Papai Noel é preso por estupro de vulnerável em shopping de Santa Catarina
Um profissional cujo trabalho é estar em contato direto e frequente com crianças no fim de ano foi preso pela Polícia Civil de Santa Catarina (PCSC), na última quinta-feira (27/11), por estupro de vulnerável.
O homem trabalhava como papai noel em um shopping da cidade de Lages (a cerca de 230km da capital, Florianópolis) e foi preso preventivamente no local de trabalho, trajado do personagem e à vista de clientes e crianças que estavam passeando pelo local.
Imagens da Delegacia de Proteção à Criança, ao Adolescente, à Mulher e ao Idoso (DPCAMI) mostraram o flagrante do homem de 67 anos.
De acordo com a delegada Bruna Viana, o inquérito policial foi aberto a partir de uma denúncia. Após as investigações da polícia e o encaminhamento do caso à Justiça, o Ministério Público fez a denúncia e requereu a prisão preventiva do suspeito.
A delegada explicou, porém, que o crime cometido pelo papai noel não ocorreu dentro do shopping. “O mandado de prisão só foi cumprido no shopping, pois esse era o local de trabalho do homem, e onde ele estava no momento da diligência”, afirmou em coletiva. O caso corre em segredo de Justiça e detalhes sobre o crime cometido não foram fornecido pelas autoridades.
O shopping divulgou uma nota sobre o corrido na manhã de sexta-feira (28):
“O Lages Shopping Center foi surpreendido pelas informações divulgadas na data de ontem acerca de investigação conduzida sob segredo de justiça pela Polícia Civil do Estado de Santa Catarina, que resultou na prisão do profissional contratado para atuar como Papai Noel no cenário de Natal do Shopping.
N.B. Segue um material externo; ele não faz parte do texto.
//! Gate outcome types.

use serde::{Deserialize, Serialize};
use std::collections::BTreeMap;

use phaseguard_evidence::ReprobeRequest;
use phaseguard_reason::{ReasonCode, ReasonPayload};
use phaseguard_state::{ClaimResolution, ReviewFeedback};
use phaseguard_utils::types::{GateName, GateStatus};

/// Individual condition evaluated by a gate
#[derive(Debug, Clone, PartialEq, Eq, Serialize, Deserialize)]
pub struct GateCondition {
    /// Name of condition
    pub name: String,

    /// Whether the condition passed
    pub passed: bool,

    /// Actual value observed
    #[serde(skip_serializing_if = "Option::is_none")]
    pub actual: Option<String>,

    /// Expected value for passing
    #[serde(skip_serializing_if = "Option::is_none")]
    pub expected: Option<String>,
}

impl GateCondition {
    pub(crate) fn check(
        name: impl Into<String>,
        passed: bool,
        actual: impl Into<String>,
        expected: impl Into<String>,
    ) -> Self {
        Self {
            name: name.into(),
            passed,
            actual: Some(actual.into()),
            expected: Some(expected.into()),
        }
    }
}

/// Result of evaluating one gate once.
///
/// Evaluation is pure: nothing here has been applied to session state. The
/// router consumes the outcome, and only when `iteration` still matches the
/// gate's recorded iteration.
#[derive(Debug, Clone, PartialEq, Eq, Serialize, Deserialize)]
pub struct GateOutcome {
    pub gate: GateName,
    pub status: GateStatus,
    /// Iteration slot this evaluation consumed
    pub iteration: u32,
    pub issues: Vec<String>,
    pub suggestions: Vec<String>,
    pub questions: Vec<String>,
    /// Primary code explaining a non-approved status
    #[serde(skip_serializing_if = "Option::is_none")]
    pub reason_code: Option<ReasonCode>,
    #[serde(default, skip_serializing_if = "ReasonPayload::is_empty")]
    pub payload: ReasonPayload,
    #[serde(default, skip_serializing_if = "Vec::is_empty")]
    pub reprobe: Vec<ReprobeRequest>,
    pub conditions: Vec<GateCondition>,
    /// History record for the architecture review loop
    #[serde(skip_serializing_if = "Option::is_none")]
    pub feedback: Option<ReviewFeedback>,
    /// Claim id -> verification result, for evidence-backed gates
    #[serde(default, skip_serializing_if = "BTreeMap::is_empty")]
    pub resolutions: BTreeMap<String, ClaimResolution>,
    /// Payload for every code referenced by `resolutions`
    #[serde(default, skip_serializing_if = "BTreeMap::is_empty")]
    pub resolution_payloads: BTreeMap<ReasonCode, ReasonPayload>,
    /// Evidence records that backed verified claims
    #[serde(default, skip_serializing_if = "Vec::is_empty")]
    pub evidence_ids: Vec<String>,
}

impl GateOutcome {
    pub(crate) fn new(gate: GateName, iteration: u32) -> Self {
        Self {
            gate,
            status: GateStatus::Pending,
            iteration,
            issues: Vec::new(),
            suggestions: Vec::new(),
            questions: Vec::new(),
            reason_code: None,
            payload: ReasonPayload::new(),
            reprobe: Vec::new(),
            conditions: Vec::new(),
            feedback: None,
            resolutions: BTreeMap::new(),
            resolution_payloads: BTreeMap::new(),
            evidence_ids: Vec::new(),
        }
    }

    #[must_use]
    pub fn is_approved(&self) -> bool {
        self.status == GateStatus::Approved
    }

    /// Keep the first reason offered, except that a blocking code displaces a
    /// non-blocking one.
    pub(crate) fn offer_reason(&mut self, code: ReasonCode, payload: ReasonPayload) {
        let replace = match self.reason_code {
            None => true,
            Some(current) => !current.is_blocking() && code.is_blocking(),
        };
        if replace {
            self.reason_code = Some(code);
            self.payload = payload;
        }
    }
}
Diante dos fatos, o Lages Shopping Center manifesta seu absoluto repúdio a qualquer conduta que comprometa a integridade de seus clientes, em especial das crianças e famílias que frequentam o nosso empreendimento.
Ressaltamos que a atuação da Polícia Civil não decorreu de nenhum fato ocorrido nas dependências do Shopping, e foi realizada sem que houvesse qualquer comunicação oficial ao empreendimento em razão do sigilo imposto à investigação. Além disso, destacamos que a contratação foi realizada em estrita obediência à legalidade e integridade que norteiam nossa atuação, sendo que o Shopping já procedeu à imediata rescisão do contrato e segue à disposição das autoridades policiais para contribuir com o bom andamento das apurações oficiais, no que for cabível.”